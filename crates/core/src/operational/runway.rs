//! Active runway selection

use crate::core_types::airport::{Airport, Runway};
use crate::core_types::record::ActiveRunways;
use crate::core_types::weather::WindState;
use crate::simulation::difficulty::DifficultyProfile;
use rand::Rng;
use tracing::warn;

/// Designator published when an airport has no runway data
pub const FALLBACK_RUNWAY: &str = "09";

/// Airports with fewer runway directions than this only ever use one
pub const MIN_RUNWAYS_FOR_PARALLEL_OPS: usize = 4;

/// Smallest angle between two bearings, `[0, 180]`
pub fn angular_difference(a: u16, b: u16) -> u16 {
    let diff = a.abs_diff(b) % 360;
    if diff > 180 {
        360 - diff
    } else {
        diff
    }
}

/// Pick the runways in use, best aligned with the wind first
///
/// Calm wind counts as a wind from 0°. Ties keep the airport's runway order.
/// Arrivals and departures share the selected set.
pub fn select_runways<R: Rng + ?Sized>(
    rng: &mut R,
    airport: &Airport,
    wind: &WindState,
    profile: &DifficultyProfile,
) -> ActiveRunways {
    if airport.runways.is_empty() {
        warn!(icao = %airport.icao, "Airport has no runway data, using fallback runway");
        return ActiveRunways::shared(vec![FALLBACK_RUNWAY.to_string()]);
    }

    let wind_direction = wind.direction();
    let mut ranked: Vec<&Runway> = airport.runways.iter().collect();
    ranked.sort_by_key(|runway| angular_difference(wind_direction, runway.heading));

    let count = if profile.single_runway_only || airport.runways.len() < MIN_RUNWAYS_FOR_PARALLEL_OPS
    {
        1
    } else {
        rng.random_range(1..=2)
    };

    ActiveRunways::shared(
        ranked
            .into_iter()
            .take(count)
            .map(|runway| runway.designator.clone())
            .collect(),
    )
}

+-------+

Filter the entries above down to the lines that contain the word "warn".

[Result of the exercise]
use tracing::warn;
        warn!(icao = %airport.icao, "Airport has no runway data, using fallback runway");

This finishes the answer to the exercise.